===== Extracted records =====

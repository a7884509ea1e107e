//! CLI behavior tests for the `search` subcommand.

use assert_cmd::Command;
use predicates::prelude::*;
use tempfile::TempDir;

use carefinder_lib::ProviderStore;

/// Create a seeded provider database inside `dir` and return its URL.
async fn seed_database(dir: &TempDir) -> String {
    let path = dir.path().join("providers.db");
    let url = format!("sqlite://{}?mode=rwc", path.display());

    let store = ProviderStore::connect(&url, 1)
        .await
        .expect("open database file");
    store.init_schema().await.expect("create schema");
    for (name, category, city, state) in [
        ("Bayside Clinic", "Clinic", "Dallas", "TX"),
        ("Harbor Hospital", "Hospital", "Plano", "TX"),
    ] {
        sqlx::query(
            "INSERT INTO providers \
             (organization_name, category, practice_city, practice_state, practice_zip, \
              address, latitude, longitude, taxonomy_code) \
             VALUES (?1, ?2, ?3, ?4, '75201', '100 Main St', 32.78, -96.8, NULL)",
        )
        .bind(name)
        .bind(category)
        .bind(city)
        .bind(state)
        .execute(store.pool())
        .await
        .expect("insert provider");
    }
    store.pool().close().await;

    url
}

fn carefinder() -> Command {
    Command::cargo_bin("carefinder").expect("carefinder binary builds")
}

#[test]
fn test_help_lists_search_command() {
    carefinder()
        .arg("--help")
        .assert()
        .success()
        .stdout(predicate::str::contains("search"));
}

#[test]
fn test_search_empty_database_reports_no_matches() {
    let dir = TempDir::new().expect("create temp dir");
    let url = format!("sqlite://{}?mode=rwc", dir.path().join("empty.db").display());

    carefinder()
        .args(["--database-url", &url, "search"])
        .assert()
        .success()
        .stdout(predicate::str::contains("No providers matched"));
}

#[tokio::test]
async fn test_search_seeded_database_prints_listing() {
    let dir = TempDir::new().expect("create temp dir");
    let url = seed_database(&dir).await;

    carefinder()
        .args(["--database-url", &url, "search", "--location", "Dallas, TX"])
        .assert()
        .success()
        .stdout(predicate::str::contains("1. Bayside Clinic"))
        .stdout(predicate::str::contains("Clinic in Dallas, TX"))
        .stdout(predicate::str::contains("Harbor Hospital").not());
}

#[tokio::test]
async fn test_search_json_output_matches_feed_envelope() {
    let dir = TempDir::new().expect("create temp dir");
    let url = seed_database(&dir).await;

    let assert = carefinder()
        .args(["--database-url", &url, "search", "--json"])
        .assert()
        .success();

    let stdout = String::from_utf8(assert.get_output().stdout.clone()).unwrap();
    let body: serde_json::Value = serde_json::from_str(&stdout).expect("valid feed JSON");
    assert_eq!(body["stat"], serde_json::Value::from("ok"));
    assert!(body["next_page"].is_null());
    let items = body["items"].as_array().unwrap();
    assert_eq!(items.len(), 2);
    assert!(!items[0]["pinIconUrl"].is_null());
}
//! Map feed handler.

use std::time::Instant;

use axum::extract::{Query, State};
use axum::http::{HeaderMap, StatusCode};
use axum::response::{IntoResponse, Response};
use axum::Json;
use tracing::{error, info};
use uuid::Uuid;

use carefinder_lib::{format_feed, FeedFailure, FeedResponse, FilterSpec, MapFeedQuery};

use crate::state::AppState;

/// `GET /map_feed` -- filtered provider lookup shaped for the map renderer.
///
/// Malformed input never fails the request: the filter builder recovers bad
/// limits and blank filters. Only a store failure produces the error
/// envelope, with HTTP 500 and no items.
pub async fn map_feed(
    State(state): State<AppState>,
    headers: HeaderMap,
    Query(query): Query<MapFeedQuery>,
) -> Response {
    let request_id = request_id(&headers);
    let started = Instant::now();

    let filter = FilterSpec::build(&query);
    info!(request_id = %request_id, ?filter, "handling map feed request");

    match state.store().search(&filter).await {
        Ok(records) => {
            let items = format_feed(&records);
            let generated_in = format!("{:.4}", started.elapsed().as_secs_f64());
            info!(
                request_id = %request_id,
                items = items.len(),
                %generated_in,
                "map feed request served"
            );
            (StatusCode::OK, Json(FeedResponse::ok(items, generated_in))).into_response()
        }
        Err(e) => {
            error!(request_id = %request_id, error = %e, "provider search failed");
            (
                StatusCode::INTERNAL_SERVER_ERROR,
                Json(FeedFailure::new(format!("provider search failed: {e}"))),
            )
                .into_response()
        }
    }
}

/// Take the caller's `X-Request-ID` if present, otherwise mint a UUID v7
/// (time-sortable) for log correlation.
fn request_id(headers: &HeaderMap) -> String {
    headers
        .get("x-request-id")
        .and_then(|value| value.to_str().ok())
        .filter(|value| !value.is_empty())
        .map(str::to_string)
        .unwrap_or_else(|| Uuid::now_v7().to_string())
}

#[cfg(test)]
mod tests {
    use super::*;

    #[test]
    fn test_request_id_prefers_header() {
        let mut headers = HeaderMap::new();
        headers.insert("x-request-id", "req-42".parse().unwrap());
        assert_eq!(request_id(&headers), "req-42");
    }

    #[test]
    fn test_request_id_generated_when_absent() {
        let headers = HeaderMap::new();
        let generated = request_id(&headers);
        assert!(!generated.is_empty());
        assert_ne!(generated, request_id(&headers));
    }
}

=====
===== Extracted records =====

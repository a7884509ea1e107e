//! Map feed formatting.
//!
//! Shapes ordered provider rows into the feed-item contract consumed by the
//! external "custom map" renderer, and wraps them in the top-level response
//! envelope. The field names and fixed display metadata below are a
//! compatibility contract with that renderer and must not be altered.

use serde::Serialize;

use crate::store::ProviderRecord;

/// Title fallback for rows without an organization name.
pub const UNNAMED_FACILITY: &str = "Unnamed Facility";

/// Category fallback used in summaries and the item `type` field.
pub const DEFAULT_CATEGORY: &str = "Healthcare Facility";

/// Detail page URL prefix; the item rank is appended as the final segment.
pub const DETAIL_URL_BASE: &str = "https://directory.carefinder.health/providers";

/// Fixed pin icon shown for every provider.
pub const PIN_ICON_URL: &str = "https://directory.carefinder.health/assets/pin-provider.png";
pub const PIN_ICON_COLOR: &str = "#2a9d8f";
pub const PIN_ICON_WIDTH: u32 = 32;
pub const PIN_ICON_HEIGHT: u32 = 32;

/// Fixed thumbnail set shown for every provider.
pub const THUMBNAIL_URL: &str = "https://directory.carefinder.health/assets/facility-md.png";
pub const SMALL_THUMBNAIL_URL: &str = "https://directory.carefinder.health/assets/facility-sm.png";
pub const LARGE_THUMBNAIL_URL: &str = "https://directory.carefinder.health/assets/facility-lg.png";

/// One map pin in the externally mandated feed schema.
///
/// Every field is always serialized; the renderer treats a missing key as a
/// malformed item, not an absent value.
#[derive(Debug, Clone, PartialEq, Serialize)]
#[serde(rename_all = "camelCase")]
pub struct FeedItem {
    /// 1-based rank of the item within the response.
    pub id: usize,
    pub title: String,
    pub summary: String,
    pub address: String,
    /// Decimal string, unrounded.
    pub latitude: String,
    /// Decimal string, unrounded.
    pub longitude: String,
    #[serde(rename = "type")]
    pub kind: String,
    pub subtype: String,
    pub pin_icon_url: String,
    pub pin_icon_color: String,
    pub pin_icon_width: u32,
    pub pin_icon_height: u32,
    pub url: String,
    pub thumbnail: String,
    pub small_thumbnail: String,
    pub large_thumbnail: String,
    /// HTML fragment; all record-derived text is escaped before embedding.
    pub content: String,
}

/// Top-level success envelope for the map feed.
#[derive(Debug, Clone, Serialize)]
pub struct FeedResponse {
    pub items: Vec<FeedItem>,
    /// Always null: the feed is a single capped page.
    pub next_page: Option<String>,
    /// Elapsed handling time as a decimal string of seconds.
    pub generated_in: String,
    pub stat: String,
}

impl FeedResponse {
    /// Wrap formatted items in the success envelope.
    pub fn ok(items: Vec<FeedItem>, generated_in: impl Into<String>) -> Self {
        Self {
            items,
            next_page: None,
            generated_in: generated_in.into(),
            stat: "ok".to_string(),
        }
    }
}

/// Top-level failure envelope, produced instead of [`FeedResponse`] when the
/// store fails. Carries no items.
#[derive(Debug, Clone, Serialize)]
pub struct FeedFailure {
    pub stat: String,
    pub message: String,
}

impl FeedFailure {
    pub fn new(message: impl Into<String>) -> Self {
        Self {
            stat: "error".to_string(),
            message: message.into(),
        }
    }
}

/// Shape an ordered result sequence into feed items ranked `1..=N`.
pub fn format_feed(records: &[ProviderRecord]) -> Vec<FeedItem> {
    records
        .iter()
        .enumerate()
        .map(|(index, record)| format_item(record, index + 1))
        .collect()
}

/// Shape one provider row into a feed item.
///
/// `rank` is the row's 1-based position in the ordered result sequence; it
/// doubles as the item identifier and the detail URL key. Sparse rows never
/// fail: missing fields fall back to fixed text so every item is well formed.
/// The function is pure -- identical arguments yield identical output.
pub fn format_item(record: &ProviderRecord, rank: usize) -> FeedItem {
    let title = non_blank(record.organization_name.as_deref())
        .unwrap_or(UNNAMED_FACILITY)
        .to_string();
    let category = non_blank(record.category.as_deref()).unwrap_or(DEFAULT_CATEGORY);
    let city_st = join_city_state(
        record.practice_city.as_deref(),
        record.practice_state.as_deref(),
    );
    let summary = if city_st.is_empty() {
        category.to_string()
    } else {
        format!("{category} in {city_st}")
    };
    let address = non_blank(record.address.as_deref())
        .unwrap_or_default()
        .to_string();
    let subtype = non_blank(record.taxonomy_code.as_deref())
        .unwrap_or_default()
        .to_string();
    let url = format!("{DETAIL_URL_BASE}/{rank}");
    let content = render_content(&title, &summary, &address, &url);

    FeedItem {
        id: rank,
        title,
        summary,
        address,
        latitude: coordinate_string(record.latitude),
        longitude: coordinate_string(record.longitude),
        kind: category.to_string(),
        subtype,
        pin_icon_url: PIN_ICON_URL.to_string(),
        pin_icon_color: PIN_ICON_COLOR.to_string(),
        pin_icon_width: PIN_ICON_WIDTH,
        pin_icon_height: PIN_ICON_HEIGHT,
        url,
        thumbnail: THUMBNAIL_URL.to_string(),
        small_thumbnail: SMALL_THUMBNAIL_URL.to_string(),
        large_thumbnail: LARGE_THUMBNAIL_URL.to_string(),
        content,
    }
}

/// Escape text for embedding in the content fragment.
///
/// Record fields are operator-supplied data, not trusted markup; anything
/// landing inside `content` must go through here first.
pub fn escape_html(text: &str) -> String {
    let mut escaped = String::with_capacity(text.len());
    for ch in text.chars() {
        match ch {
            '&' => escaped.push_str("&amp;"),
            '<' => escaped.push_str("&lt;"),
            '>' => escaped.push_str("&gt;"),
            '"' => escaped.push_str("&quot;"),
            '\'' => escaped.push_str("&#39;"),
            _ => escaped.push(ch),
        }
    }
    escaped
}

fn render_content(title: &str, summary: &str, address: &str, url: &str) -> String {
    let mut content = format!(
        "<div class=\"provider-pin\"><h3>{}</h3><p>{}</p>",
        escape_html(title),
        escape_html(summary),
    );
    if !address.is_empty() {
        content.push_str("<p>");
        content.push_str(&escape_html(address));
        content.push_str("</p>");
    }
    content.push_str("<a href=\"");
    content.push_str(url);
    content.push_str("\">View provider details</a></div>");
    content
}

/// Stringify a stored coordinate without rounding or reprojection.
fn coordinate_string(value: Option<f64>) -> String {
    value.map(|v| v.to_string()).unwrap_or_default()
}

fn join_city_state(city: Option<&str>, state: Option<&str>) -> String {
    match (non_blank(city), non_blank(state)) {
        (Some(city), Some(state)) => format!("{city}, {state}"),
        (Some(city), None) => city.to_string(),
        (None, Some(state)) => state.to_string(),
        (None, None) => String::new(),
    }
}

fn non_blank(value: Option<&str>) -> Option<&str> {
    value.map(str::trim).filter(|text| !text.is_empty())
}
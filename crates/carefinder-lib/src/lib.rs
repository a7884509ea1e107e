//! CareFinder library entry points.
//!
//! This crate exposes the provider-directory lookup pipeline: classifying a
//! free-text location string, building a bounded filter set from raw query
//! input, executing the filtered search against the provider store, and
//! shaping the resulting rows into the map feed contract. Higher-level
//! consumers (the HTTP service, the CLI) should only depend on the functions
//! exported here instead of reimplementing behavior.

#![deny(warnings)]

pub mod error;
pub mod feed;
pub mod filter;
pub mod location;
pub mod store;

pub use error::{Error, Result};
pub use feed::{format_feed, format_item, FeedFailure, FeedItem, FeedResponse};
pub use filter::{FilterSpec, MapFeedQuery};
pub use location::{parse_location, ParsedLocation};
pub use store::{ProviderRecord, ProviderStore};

=====

» Your task: From the entries above, extract only the lines running from the one containing "use serde::Serialize;" through the one containing "set shown for every provider.", inclusive.

» Result:
use serde::Serialize;

use crate::store::ProviderRecord;

/// Title fallback for rows without an organization name.
pub const UNNAMED_FACILITY: &str = "Unnamed Facility";

/// Category fallback used in summaries and the item `type` field.
pub const DEFAULT_CATEGORY: &str = "Healthcare Facility";

/// Detail page URL prefix; the item rank is appended as the final segment.
pub const DETAIL_URL_BASE: &str = "https://directory.carefinder.health/providers";

/// Fixed pin icon shown for every provider.
pub const PIN_ICON_URL: &str = "https://directory.carefinder.health/assets/pin-provider.png";
pub const PIN_ICON_COLOR: &str = "#2a9d8f";
pub const PIN_ICON_WIDTH: u32 = 32;
pub const PIN_ICON_HEIGHT: u32 = 32;

/// Fixed thumbnail set shown for every provider.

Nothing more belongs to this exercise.